I was staying at a friend’s sprawling Dunoon homestead, a bed and breakfast haven. After feeding our friend’s dogs, mulching the veggie garden, turning the compost heap I had a long soothing soak in an outdoor bath steeped in essential oils beneath the sparkling Southern Cross, amidst the waft of jasmine. We burned some Nag Champa incense, donned our glad rags, quiffed our Mohawks, tied up our ponytails, strapped on our chaps and frocked up to the funk on the CD player. Phew, it’s hard work getting ready for Hard Labour!

We hit the dirt roads that were more like rocky goat tracks, where all road signs seem to lead to Mullumbimby. We found our way to the quaint local hall transformed by lights, thumping sounds and a gaggle of party go-getters. We found a cranking convergence of eclectic queers, awestruck tourists and eager seachangers. The Byron hinterland is transformative. Repentance Creek is awesomely different.

One this summery eve of the imminent and dreaded federal election, the ghosts from the hall’s decades of country-dances, balls, Christian RSL meets and local’s fetes boogied on the old wooden boards with all and sundry Homo’s. Men, women, young and young at heart who lived for one night like there was no tomorrow.

We were set adrift in an alchemical sea of people from Lismore, Bangalow, Brisbane, Melbourne, Sydney and foreign shores who were vibed and peachy keen to meet, greet, wax magical and bust moves in the lush tropical foothills of the Byron hills. The air, spiked with eucalypt, tea tree and spring wildflowers made it even more magical. We were spiked with a verdant glee. If Hard Labour at Repentence Creek is anything to go by New Years Eve is gonna rock, lick, swish, sashay, salt, gulp troppo! Happy New Year!!

Tropical Fruits Unpeeled
Interview- Brett Paradise

How did Tropical Fruits begin?

It started all very humbly sixteen years ago. Two guys, two girls and a bottle of very nice gin met at a pub in Ballina and thought up the name The Tropical Fruits for a new local social group. They wanted to create a newsletter that would let everyone know what was happening around the region. So began the Fruit Juice Newsletter. The troppo mayhem had started.

At first it was small parties and dinners at locals houses and “friendly” restaurants. The very first organised party was at Broken Head Community Hall (near the now famous, no, infamous Kings Beach).

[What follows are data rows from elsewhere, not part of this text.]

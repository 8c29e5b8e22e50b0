//! Adapter implementations of the booking ports.

pub mod memory;
pub mod postgres;
//! Service listing aggregate.

use super::ServiceId;
use crate::{identity::domain::UserId, money::Money};
use chrono::{DateTime, Utc};
use mockable::Clock;
use serde::{Deserialize, Serialize};

/// A fixed-price service offered by a provider.
#[derive(Debug, Clone, PartialEq, Eq, Serialize, Deserialize)]
pub struct ServiceListing {
    id: ServiceId,
    owner: UserId,
    title: String,
    description: String,
    category: String,
    price: Money,
    tags: Vec<String>,
    created_at: DateTime<Utc>,
    updated_at: DateTime<Utc>,
}

/// Parameter object for reconstructing a persisted listing.
#[derive(Debug, Clone, PartialEq, Eq)]
pub struct PersistedListingData {
    /// Persisted listing identifier.
    pub id: ServiceId,
    /// Persisted owner.
    pub owner: UserId,
    /// Persisted title.
    pub title: String,
    /// Persisted description.
    pub description: String,
    /// Persisted category.
    pub category: String,
    /// Persisted price.
    pub price: Money,
    /// Persisted tags.
    pub tags: Vec<String>,
    /// Persisted creation timestamp.
    pub created_at: DateTime<Utc>,
    /// Persisted latest modification timestamp.
    pub updated_at: DateTime<Utc>,
}

/// Validated partial update of a listing.
#[derive(Debug, Clone, Default, PartialEq, Eq)]
pub struct ListingEdit {
    /// New title.
    pub title: Option<String>,
    /// New description.
    pub description: Option<String>,
    /// New category.
    pub category: Option<String>,
    /// New price; existing bookings keep their snapshot.
    pub price: Option<Money>,
    /// Replacement tag set.
    pub tags: Option<Vec<String>>,
}

impl ServiceListing {
    /// Creates a new listing owned by `owner`.
    #[must_use]
    pub fn new(
        owner: UserId,
        title: String,
        description: String,
        category: String,
        price: Money,
        tags: Vec<String>,
        clock: &impl Clock,
    ) -> Self {
        let timestamp = clock.utc();
        Self {
            id: ServiceId::new(),
            owner,
            title,
            description,
            category,
            price,
            tags,
            created_at: timestamp,
            updated_at: timestamp,
        }
    }

    /// Reconstructs a listing from persisted storage.
    #[must_use]
    pub fn from_persisted(data: PersistedListingData) -> Self {
        Self {
            id: data.id,
            owner: data.owner,
            title: data.title,
            description: data.description,
            category: data.category,
            price: data.price,
            tags: data.tags,
            created_at: data.created_at,
            updated_at: data.updated_at,
        }
    }

    /// Returns the listing identifier.
    #[must_use]
    pub const fn id(&self) -> ServiceId {
        self.id
    }

    /// Returns the providing user.
    #[must_use]
    pub const fn owner(&self) -> UserId {
        self.owner
    }

    /// Returns the title.
    #[must_use]
    pub fn title(&self) -> &str {
        &self.title
    }

    /// Returns the description.
    #[must_use]
    pub fn description(&self) -> &str {
        &self.description
    }

    /// Returns the category.
    #[must_use]
    pub fn category(&self) -> &str {
        &self.category
    }

    /// Returns the current price.
    #[must_use]
    pub const fn price(&self) -> Money {
        self.price
    }

    /// Returns the tags.
    #[must_use]
    pub fn tags(&self) -> &[String] {
        &self.tags
    }

    /// Returns the creation timestamp.
    #[must_use]
    pub const fn created_at(&self) -> DateTime<Utc> {
        self.created_at
    }

    /// Returns the latest modification timestamp.
    #[must_use]
    pub const fn updated_at(&self) -> DateTime<Utc> {
        self.updated_at
    }

    /// Applies a validated edit.
    pub fn apply_edit(&mut self, edit: ListingEdit, clock: &impl Clock) {
        let ListingEdit {
            title,
            description,
            category,
            price,
            tags,
        } = edit;
        if let Some(value) = title {
            self.title = value;
        }
        if let Some(value) = description {
            self.description = value;
        }
        if let Some(value) = category {
            self.category = value;
        }
        if let Some(value) = price {
            self.price = value;
        }
        if let Some(value) = tags {
            self.tags = value;
        }
        self.updated_at = clock.utc();
    }
}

How is Tropical Fruits different to the usual suspects?

Being a smaller community gives us a much stronger sense of family. As a family we love visits from our distant relatives and always go out of our way to make everyone feel at home. Unlike capital cities, the money, the venues and the infrastructure aren’t here. If we want to get together and have a good time as only the GLBTI community can we needed to create it ourselves. Volunteers put in incredible amounts of effort to create opportunities for us to party. We have also been lucky to have a very diverse community with a good balance of women and men. Although many of us are all for the capital cities, time in the country makes for a more relaxed and friendly attitude to life.

Tropical Fruits today?

The survival of Fruits is dependent on being able to change and develop as the communities do. We are also focused on encouraging and supporting our community into development. It is certainly a fact that many of us, who have since become “locals”, were attracted to this region largely because of the existence of Fruits. So our focus is really to create opportunities for our community to get together, to party, to relax, to grow and socialise. We want to focus on doing what we do well and try not out growing beyond our local communities needs and wants.

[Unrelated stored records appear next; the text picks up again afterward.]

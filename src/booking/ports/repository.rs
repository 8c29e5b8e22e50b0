//! Repository port for bookings.

use crate::{
    booking::domain::{Booking, BookingId, BookingStatus, PaymentStatus},
    identity::domain::UserId,
    task::domain::TaskId,
};
use async_trait::async_trait;
use std::sync::Arc;
use thiserror::Error;

/// Result type for booking repository operations.
pub type BookingRepositoryResult<T> = Result<T, BookingRepositoryError>;

/// Booking persistence contract.
///
/// Bookings are never deleted. A task yields at most one booking, which
/// implementations enforce at the store.
#[async_trait]
pub trait BookingRepository: Send + Sync {
    /// Inserts a new booking.
    ///
    /// # Errors
    ///
    /// Returns [`BookingRepositoryError::DuplicateTaskBooking`] when the
    /// originating task already has a booking.
    async fn store(&self, booking: &Booking) -> BookingRepositoryResult<()>;

    /// Finds a booking by identifier.
    async fn find_by_id(&self, id: BookingId) -> BookingRepositoryResult<Option<Booking>>;

    /// Finds the booking created from a task, if any.
    async fn find_by_task(&self, task_id: TaskId) -> BookingRepositoryResult<Option<Booking>>;

    /// Lists bookings where `customer` pays, newest first.
    async fn list_for_customer(&self, customer: UserId) -> BookingRepositoryResult<Vec<Booking>>;

    /// Lists bookings where `provider` works, newest first.
    async fn list_for_provider(&self, provider: UserId) -> BookingRepositoryResult<Vec<Booking>>;

    /// Persists the lifecycle status of `booking` if the stored status still
    /// equals `expected`.
    ///
    /// # Errors
    ///
    /// Returns [`BookingRepositoryError::StatusConflict`] when another writer
    /// moved the booking first.
    async fn update_if_status(
        &self,
        booking: &Booking,
        expected: BookingStatus,
    ) -> BookingRepositoryResult<()>;

    /// Persists the payment status of `booking` if the stored payment status
    /// still equals `expected`.
    ///
    /// # Errors
    ///
    /// Returns [`BookingRepositoryError::PaymentConflict`] when another writer
    /// recorded a payment first.
    async fn update_payment_if(
        &self,
        booking: &Booking,
        expected: PaymentStatus,
    ) -> BookingRepositoryResult<()>;
}

/// Errors returned by booking repository implementations.
#[derive(Debug, Clone, Error)]
pub enum BookingRepositoryError {
    /// The task already produced a booking.
    #[error("task {0} already has a booking")]
    DuplicateTaskBooking(TaskId),

    /// A booking with the same identifier already exists.
    #[error("duplicate booking identifier: {0}")]
    DuplicateId(BookingId),

    /// The booking was not found.
    #[error("booking not found: {0}")]
    NotFound(BookingId),

    /// The conditional status write lost against another writer.
    #[error("booking {booking_id} status is {actual}, expected {expected}")]
    StatusConflict {
        /// Booking whose write was rejected.
        booking_id: BookingId,
        /// Status the writer expected.
        expected: BookingStatus,
        /// Status found at write time.
        actual: BookingStatus,
    },

    /// The conditional payment write lost against another writer.
    #[error("booking {booking_id} payment is {actual}, expected {expected}")]
    PaymentConflict {
        /// Booking whose write was rejected.
        booking_id: BookingId,
        /// Payment status the writer expected.
        expected: PaymentStatus,
        /// Payment status found at write time.
        actual: PaymentStatus,
    },

    /// Persistence-layer failure.
    #[error("persistence error: {0}")]
    Persistence(Arc<dyn std::error::Error + Send + Sync>),
}

impl BookingRepositoryError {
    /// Wraps a persistence error.
    pub fn persistence(err: impl std::error::Error + Send + Sync + 'static) -> Self {
        Self::Persistence(Arc::new(err))
    }
}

In December we will be opening our new office in Lismore. We have found a great space that will give us the ability to have a clubhouse. A Community centre that people can come by for a cuppa, a chat and information. We are calling it “The Fruit Bowl”. Already we have yoga, art and interest groups starting and soon hope to have free computer and Internet access for members.

Tropical Fruits is more than a terrific New Years Eve Party?

We are well known for the New Year’s Parties, but anyone that is a true Fruit will tell you their favourite parties are at Repentance Creek hall in the Byron hinterland. A quaint little country is the venue for a dance experience you’ll never forget. This year our Easter weekend and October Labour Day (NSW) were both at Repentance Creek.

We try lots of different venues so it’s always best to check our web site to check the where and when of our next event. Throughout the years we have organised dinners, BBQs, picnics, fair, trivia, skating, live bands; the list goes on….

Lismore has become the spiritual hometown for Tropical fruits, Why is this?

Lismore is the biggest town in the region from Grafton to Tweed. It’s quite central in the Northern Rivers, so everyone comes to Lismore at some point whether they like it or not. Many of our members are in the Northern Rivers Region but many more are from all over Australian and quite a few international members, most of these members visit the region regularly for various reasons. Tropical Fruits has survived because the community wants it enough to work for it. Its future has looked bleak a few times over the years, but when faced with the possibility of it all disappearing forever, the family come through and made it stronger again.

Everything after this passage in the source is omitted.